However, the body produces cholesterol. And when we eat cholesterol, the exquisite machinery that is our body makes less of it to keep the level in our blood relatively stable. According to a recent interview by an NPR reporter on a US government panel looking at making new diet recommendations:
"AUBREY: ... A lot of us grew up thinking eggs were a no-no, right? Back in the 1970s, that's when experts first started making links between heart disease and diet. And that's when dietary cholesterol was really fingered as a problem. Now, cholesterol is found in animal products - meat, eggs, cheese, butter. And the thinking was that the amount Americans were eating was responsible for the increasing prevalence of heart disease.
"SIEGEL: And what's happened now?
"AUBREY: Well, in short, as researchers have continued to study this, they've concluded that there's really not strong evidence to support the idea that eating a lot of cholesterol in foods leads directly to higher amounts of bad artery-clogging cholesterol in our bloodstreams.
"In fact, the American Heart Association changed its policy on dietary cholesterol in 2013, citing insufficient evidence on this link. And that's the new science that the dietary guidelines committee is responding to. Now, I should point out that their final report has not been released yet, so the details of their message on cholesterol is just not clear yet."
The Atlantic Monthly's health and medicine blogger James Hamblin explains that these recommendations reflect a comprehensive change in what experts believe is good in terms of food for good health.
"The 15-person advisory committee's new recommendations are emblematic of an essential ongoing shift in approaches to eating: focusing on whole foods, as opposed to avoiding or endorsing specific macronutrients (carbs, fat, or protein). Where nutrients are mentioned in the committee's recommendations, there are a few notable moves. Cholesterol in food is no longer cause for concern—vindicating the once-forsaken egg yolk and its arbitrary "62-percent daily value" of cholesterol, as current nutrition labels read.
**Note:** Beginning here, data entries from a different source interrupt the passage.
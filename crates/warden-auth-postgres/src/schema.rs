//! Table definitions.
//!
//! Statements are idempotent and run one at a time at startup.

use sqlx_core::query::query;

use crate::{PgPool, StorageResult};

/// DDL for the session and user tables.
pub const SCHEMA: &[&str] = &[
    r#"
    CREATE TABLE IF NOT EXISTS sessions (
        session_id      TEXT PRIMARY KEY,
        user_id         TEXT NOT NULL,
        is_active       BOOLEAN NOT NULL DEFAULT TRUE,
        expires_at      TIMESTAMPTZ NOT NULL,
        created_at      TIMESTAMPTZ NOT NULL DEFAULT NOW(),
        logout_at       TIMESTAMPTZ,
        last_active_at  TIMESTAMPTZ NOT NULL DEFAULT NOW()
    )
    "#,
    "CREATE INDEX IF NOT EXISTS sessions_user_id_idx ON sessions (user_id)",
    r#"
    CREATE TABLE IF NOT EXISTS users (
        id                 TEXT PRIMARY KEY,
        first_name         TEXT NOT NULL DEFAULT '',
        last_name          TEXT NOT NULL DEFAULT '',
        email              TEXT NOT NULL UNIQUE,
        phone              TEXT,
        role               TEXT NOT NULL,
        status             TEXT NOT NULL DEFAULT 'active',
        is_email_verified  BOOLEAN NOT NULL DEFAULT FALSE,
        last_login_at      TIMESTAMPTZ,
        last_active_at     TIMESTAMPTZ,
        created_at         TIMESTAMPTZ NOT NULL DEFAULT NOW(),
        updated_at         TIMESTAMPTZ NOT NULL DEFAULT NOW(),
        deleted_at         TIMESTAMPTZ
    )
    "#,
    "CREATE INDEX IF NOT EXISTS users_role_status_idx ON users (role, status) WHERE deleted_at IS NULL",
];

/// Runs every statement in [`SCHEMA`].
///
/// # Errors
///
/// Returns an error if a statement fails.
pub async fn ensure_schema(pool: &PgPool) -> StorageResult<()> {
    for statement in SCHEMA {
        query(statement).execute(pool).await?;
    }
    tracing::debug!(statements = SCHEMA.len(), "Auth schema ensured");
    Ok(())
}
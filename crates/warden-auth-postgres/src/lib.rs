//! PostgreSQL storage backend for warden-auth
//!
//! Provides persistent storage for:
//!
//! - Login sessions (`sessions` table), the authoritative session source
//! - Users (`users` table), the admin user directory
//!
//! # Example
//!
//! ```ignore
//! use warden_auth_postgres::PostgresAuthStorage;
//!
//! let storage = PostgresAuthStorage::connect("postgres://localhost/warden", 10).await?;
//! storage.ensure_schema().await?;
//!
//! let sessions = storage.session_source();
//! let users = storage.user_directory();
//! ```

pub mod schema;
pub mod session;
pub mod user;

use std::sync::Arc;

use sqlx_core::pool::Pool;
use sqlx_postgres::Postgres;
use warden_auth::AuthError;

/// PostgreSQL connection pool type alias.
pub type PgPool = Pool<Postgres>;

pub use session::{PostgresSessionSource, SessionStorage};
pub use user::{PostgresUserDirectory, UserStorage};

// =============================================================================
// Error Types
// =============================================================================

/// Errors that can occur during auth storage operations.
#[derive(Debug, thiserror::Error)]
pub enum StorageError {
    /// Database operation failed.
    #[error("Database error: {0}")]
    Database(#[from] sqlx_core::Error),

    /// Requested row was not found.
    #[error("Not found: {0}")]
    NotFound(String),

    /// Serialization/deserialization failed.
    #[error("Serialization error: {0}")]
    Serialization(#[from] serde_json::Error),

    /// Stored or supplied data is invalid.
    #[error("Invalid input: {0}")]
    InvalidInput(String),
}

impl StorageError {
    /// Create a `NotFound` error.
    #[must_use]
    pub fn not_found(resource: impl Into<String>) -> Self {
        Self::NotFound(resource.into())
    }

    /// Create an `InvalidInput` error.
    #[must_use]
    pub fn invalid_input(message: impl Into<String>) -> Self {
        Self::InvalidInput(message.into())
    }

    /// Returns `true` if this is a `NotFound` error.
    #[must_use]
    pub fn is_not_found(&self) -> bool {
        matches!(self, Self::NotFound(_))
    }

    /// Returns `true` if this is a database error.
    #[must_use]
    pub fn is_database_error(&self) -> bool {
        matches!(self, Self::Database(_))
    }

    /// Returns `true` if this is a client error (4xx equivalent).
    #[must_use]
    pub fn is_client_error(&self) -> bool {
        matches!(self, Self::NotFound(_) | Self::InvalidInput(_))
    }

    /// Returns `true` if this is a server error (5xx equivalent).
    #[must_use]
    pub fn is_server_error(&self) -> bool {
        matches!(self, Self::Database(_) | Self::Serialization(_))
    }

    /// Converts into the pipeline error type.
    #[must_use]
    pub fn into_auth_error(self) -> AuthError {
        AuthError::storage(self.to_string())
    }
}

/// Result type for storage operations.
pub type StorageResult<T> = Result<T, StorageError>;

// =============================================================================
// PostgreSQL Auth Storage
// =============================================================================

/// PostgreSQL storage backend for authentication data.
///
/// Holds a connection pool and hands out the trait implementations used by
/// the server.
#[derive(Debug, Clone)]
pub struct PostgresAuthStorage {
    pool: Arc<PgPool>,
}

impl PostgresAuthStorage {
    /// Create new storage with an existing connection pool.
    #[must_use]
    pub fn new(pool: Arc<PgPool>) -> Self {
        Self { pool }
    }

    /// Create new storage by connecting to the database.
    ///
    /// # Errors
    ///
    /// Returns an error if the connection fails.
    pub async fn connect(database_url: &str, max_connections: u32) -> Result<Self, StorageError> {
        use sqlx_core::pool::PoolOptions;
        let pool = PoolOptions::<Postgres>::new()
            .max_connections(max_connections)
            .connect(database_url)
            .await?;
        Ok(Self::new(Arc::new(pool)))
    }

    /// Get a reference to the connection pool.
    #[must_use]
    pub fn pool(&self) -> &PgPool {
        &self.pool
    }

    /// Creates the tables if they do not exist.
    ///
    /// # Errors
    ///
    /// Returns an error if a DDL statement fails.
    pub async fn ensure_schema(&self) -> StorageResult<()> {
        schema::ensure_schema(&self.pool).await
    }

    /// Round-trips a trivial query, for health checks.
    ///
    /// # Errors
    ///
    /// Returns an error if the database cannot be reached.
    pub async fn ping(&self) -> StorageResult<()> {
        sqlx_core::query::query("SELECT 1")
            .execute(self.pool.as_ref())
            .await?;
        Ok(())
    }

    /// The authoritative session source backed by this database.
    #[must_use]
    pub fn session_source(&self) -> PostgresSessionSource {
        PostgresSessionSource::new(Arc::clone(&self.pool))
    }

    /// The admin user directory backed by this database.
    #[must_use]
    pub fn user_directory(&self) -> PostgresUserDirectory {
        PostgresUserDirectory::new(Arc::clone(&self.pool))
    }
}

// =============================================================================
// Tests
// =============================================================================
Only certain kinds of dietary fat (trans and saturated) are to be minimized, and whole grains are—starkly counter to the national trend in low-carb and gluten-averse ideologies—second only to fruits and vegetables as the most "health-promoting" foods that a person can eat."
This panel convened by the U.S. Depts. of Agriculture and Health and Human Services also recommends we eat less red meat and processed meat, less sugar-added food and drinks, and less refined sugar in general -- recommendations we have in fact made here on this blog many times. Interestingly, we're to eat more seafood too.
Perhaps the most controversial recommendation -- well, the one that got the acclaim and the headlines in the media anyway -- is the one that says we can eat food that is filled with cholesterol. This is probably because experts acknowledge our bodies will adjust how much cholesterol is made available in our blood based on much cholesterol we eat. That is why, according to newer science, eating eggs is all good.